= Trials of Selahattin Demirtaş =

Selahattin Demirtaş is a politician of the Peoples Democratic Party (HDP) and faced several trials since he was arrested in November 2016. He was accused of having established and lead a terrorist organization, propagandizing for a terrorist organization, or being a leading member of the Kurdistan Workers Party (PKK). He was sentenced several times since, but two of them were overturned and the European Court of Human Rights (ECHR) ruled for his release. He faces trials for over a hundred charges and is threatened with a 142 years imprisonment.

== Trials in Turkey ==

=== Newroz speech trial ===
At the Newroz celebration of 2013 during the peace process between the PKK and Turkey, Selahattin Demirtaş and HDP MP Sırrı Süreyya Önder both held a speech. While Demirtaş was absent in the hearing of April 2018, Önder defended himself that the police has mistranslated his speech. For their speeches Demirtaş was sentenced to 4 years and 8 months for having praised the Abdullah Öcalan, the imprisoned leader of the PKK, while Önder was sentenced to 3 years and 6 months in the same trial in September 2018. In May 2020, the Court of Cassation overturned the verdict.

=== Main case ===
Demirtaş was arrested on the 4 November 2016 and held in pre-trial detention until his trial begun in December 2017 in the Sincan prison. In this trial, which comprises the 31 summaries of proceedings assembled during his tenure as a lawmaker in parliament, he is accused of various offenses like making terrorist propaganda, inciting hate and crime in public to being a leader of a terrorist organization. In the first hearing Demirtaş refused to take part over audiovisual communication and several international observers were not permitted into courtroom. In September 2019, a Turkish court ordered his release pending trial but the prosecution then demanded his re-arrest before he could be set free. He was then re-arrested for the Kobani trial.

=== The Kobanî trial ===
In the Kobanî trial he is prosecuted with other HDP politicians and accused for having caused the death of 37 people for him having supported the protests against the passive reaction of Turkey when the Islamic State (IS) besieged Kobani. In that case he argued in December 2022 that he can not be prosecuted for his speeches as they should be covered in the parliamentary immunity.

=== HDP closure case ===
On the 17 March 2021 the Turkish state prosecutor before the Court of Cassation Bekir Şahin filed a lawsuit before the Constitutional Court demanding the closure of the HDP and for him and 686 other HDP politicians a five-year ban to engage in politics.

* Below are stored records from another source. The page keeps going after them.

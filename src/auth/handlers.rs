//! Authentication handlers

use axum::extract::{Extension, Json, Query};
use axum::response::Redirect;
use tracing::{error, info, warn};

use super::extractors::Session;
use super::google;
use super::models::{
    AuthResponse, GoogleIdTokenPayload, MeResponse, OnboardedAuthResponse, RedirectCallbackQuery,
    RedirectStartQuery, SignInRequest, SignUpRequest,
};
use super::services::AuthService;
use crate::accounts::models::MessageResponse;
use crate::accounts::requests::AdminRequestService;
use crate::common::{ApiError, AppState, SharedState};

fn auth_service(state: &AppState) -> AuthService {
    AuthService::new(state.db.clone(), state.config.clone())
}

/// POST /api/auth/signup
///
/// # Request Body
/// ```json
/// { "email": "a@b.org", "password": "secret1", "display_name": "Ann" }
/// ```
pub async fn sign_up(
    Extension(state_lock): Extension<SharedState>,
    Json(payload): Json<SignUpRequest>,
) -> Result<Json<OnboardedAuthResponse>, ApiError> {
    let state = state_lock.read().await.clone();
    let (session, onboarding) = auth_service(&state).sign_up(payload).await?;
    Ok(Json(OnboardedAuthResponse { session, onboarding }))
}

/// POST /api/auth/signin
pub async fn sign_in(
    Extension(state_lock): Extension<SharedState>,
    Json(payload): Json<SignInRequest>,
) -> Result<Json<AuthResponse>, ApiError> {
    let state = state_lock.read().await.clone();
    let response = auth_service(&state).sign_in(payload).await?;
    Ok(Json(response))
}

/// POST /api/auth/google
/// Signs in with a Google ID token obtained by the client
pub async fn google_sign_in(
    Extension(state_lock): Extension<SharedState>,
    Json(payload): Json<GoogleIdTokenPayload>,
) -> Result<Json<OnboardedAuthResponse>, ApiError> {
    info!("Received Google sign-in request");
    let state = state_lock.read().await.clone();

    let client_id = state.config.google.as_ref().map(|g| g.client_id.as_str());
    let profile = google::verify_id_token(&state.http, client_id, &payload.id_token).await?;

    let (session, onboarding) = auth_service(&state)
        .sign_in_federated(profile, payload.remember)
        .await?;
    Ok(Json(OnboardedAuthResponse { session, onboarding }))
}

/// GET /auth/google - Start the Google redirect flow
pub async fn google_redirect_start(
    Extension(state_lock): Extension<SharedState>,
    Query(query): Query<RedirectStartQuery>,
) -> Result<Redirect, ApiError> {
    let state = state_lock.read().await.clone();
    let google = state.config.google.as_ref().ok_or_else(|| {
        ApiError::InternalServer("Google sign-in is not configured".to_string())
    })?;

    let nonce = auth_service(&state).create_oauth_state(query.remember).await?;
    let url = google::authorization_url(google, &nonce);

    info!(remember = query.remember, "Redirecting to Google sign-in");
    Ok(Redirect::to(&url))
}

/// GET /auth/google/callback - Completes the redirect flow and hands the
/// session token to the frontend in the URL fragment
pub async fn google_redirect_callback(
    Extension(state_lock): Extension<SharedState>,
    Query(query): Query<RedirectCallbackQuery>,
) -> Redirect {
    let state = state_lock.read().await.clone();
    let callback = format!(
        "{}/auth/callback",
        state.config.frontend_url.trim_end_matches('/')
    );

    match complete_redirect(&state, query).await {
        Ok(token) => Redirect::to(&format!("{}#token={}", callback, urlencoding::encode(&token))),
        Err(e) => {
            warn!(error = %e, "Google redirect sign-in failed");
            let reason = match e {
                ApiError::Unauthorized(msg) | ApiError::BadRequest(msg) => msg,
                _ => "sign-in failed".to_string(),
            };
            Redirect::to(&format!("{}#error={}", callback, urlencoding::encode(&reason)))
        }
    }
}

async fn complete_redirect(state: &AppState, query: RedirectCallbackQuery) -> Result<String, ApiError> {
    if let Some(err) = query.error {
        return Err(ApiError::Unauthorized(format!("Google returned: {}", err)));
    }
    let google = state.config.google.as_ref().ok_or_else(|| {
        ApiError::InternalServer("Google sign-in is not configured".to_string())
    })?;
    let nonce = query
        .state
        .ok_or_else(|| ApiError::BadRequest("missing state".to_string()))?;
    let code = query
        .code
        .ok_or_else(|| ApiError::BadRequest("No authorization code provided".to_string()))?;

    let service = auth_service(state);
    let remember = service.consume_oauth_state(&nonce).await?;

    let id_token = google::exchange_code(&state.http, google, &code).await?;
    let profile = google::verify_id_token(&state.http, Some(&google.client_id), &id_token).await?;
    let (session, _) = service.sign_in_federated(profile, remember).await?;

    Ok(session.token)
}

/// POST /api/auth/logout
/// Ends the current session; the token stops working immediately
pub async fn logout(
    Extension(state_lock): Extension<SharedState>,
    session: Session,
) -> Result<Json<MessageResponse>, ApiError> {
    let state = state_lock.read().await.clone();
    auth_service(&state).sign_out(&session).await?;
    Ok(Json(MessageResponse {
        success: true,
        message: "Logout successful".to_string(),
    }))
}

/// GET /api/me
pub async fn me(
    Extension(state_lock): Extension<SharedState>,
    session: Session,
) -> Result<Json<MeResponse>, ApiError> {
    let state = state_lock.read().await.clone();

    let user = auth_service(&state)
        .session_user(&session.user_id, &session.email)
        .await
        .map_err(|e| {
            error!(error = %e, user_id = %session.user_id, "Failed to load session user");
            e
        })?;
    let request_status = AdminRequestService::new(state.db.clone())
        .get_request(&session.user_id)
        .await?
        .map(|r| r.status);

    Ok(Json(MeResponse { user, request_status }))
}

=== Insulting the President ===
In March 2021, he was sentenced to 3 years and 6 months imprisonment for insulting the president for having said Recep Tayyip Erdogan “fluttered from corridor to corridor” attempting to get a picture with Vladimir Putin. The conviction came about a week after the HDP was indicted and threatened with a closure case.

=== Threatening an official ===
In May 2021, he was sentenced to 2 years and 6 months for threatening a counter terrorism official, Chief Prosecutor in Ankara Yüksel Kocaman. Demirtaş was accused of having said “I won’t let anyone get away with this, [we will] hold [him] to account.” The prosecution assumed he was alleging to a criminal organization but Demirtas answered that a court of law was meant. The next year on the 25 April, a court of appeals overturned the verdict.

=== Ahmet Davutoglu trial ===
In January 2022, Demirtas was sentenced to over 11 months imprisonment for having insulted the then prime minister Ahmet Davutoğlu during a rally in Mersin in 2016. In his defense he argued that his criticism of government officials should be seen within the freedom of thought.

=== Bîjî Serok Apo tweet ===
On the 1 April 2022, an investigation over a nine-year-old tweet containing Bîjî Serok Apo was initiated. The indictment says the expression is meant for the leader of the PKK, Abdullah Öcalan and demands a prison sentence of up to five years. The prosecutor in this case is the same as the one for the Kobanî trial.

== Trial before the European Court of Human Rights ==
In 2018 the European Court of Human Rights, in view of Demitas prolonged pre trial detention, saw it impertinent that he receives a speedy trial. In 2020 the ECHR ruled for his release, and deemed his prosecution as a violation of democratic rights.

In February 2022, Nacho Sánchez Amor criticized the Turkish judiciary for no their no-compliance with rulings of the ECHR in view of the continued imprisonment of Selahattin Demirtas but also Osman Kavala.
== Reactions ==
On 4 November 2016, the European Union expressed concern over Turkey's arrest of the co-chairs of the Peoples' Democratic Party (HDP), Selahattin Demirtaş and Figen Yüksekdağ, and other HDP politicians, and called on Turkey to immediately release Demirtaş, Yüksekdağ, and the other politicians. On 24 November 2016, the European Parliament unanimously adopted a resolution calling for the provisional suspension of accession negotiations between the EU and Turkey.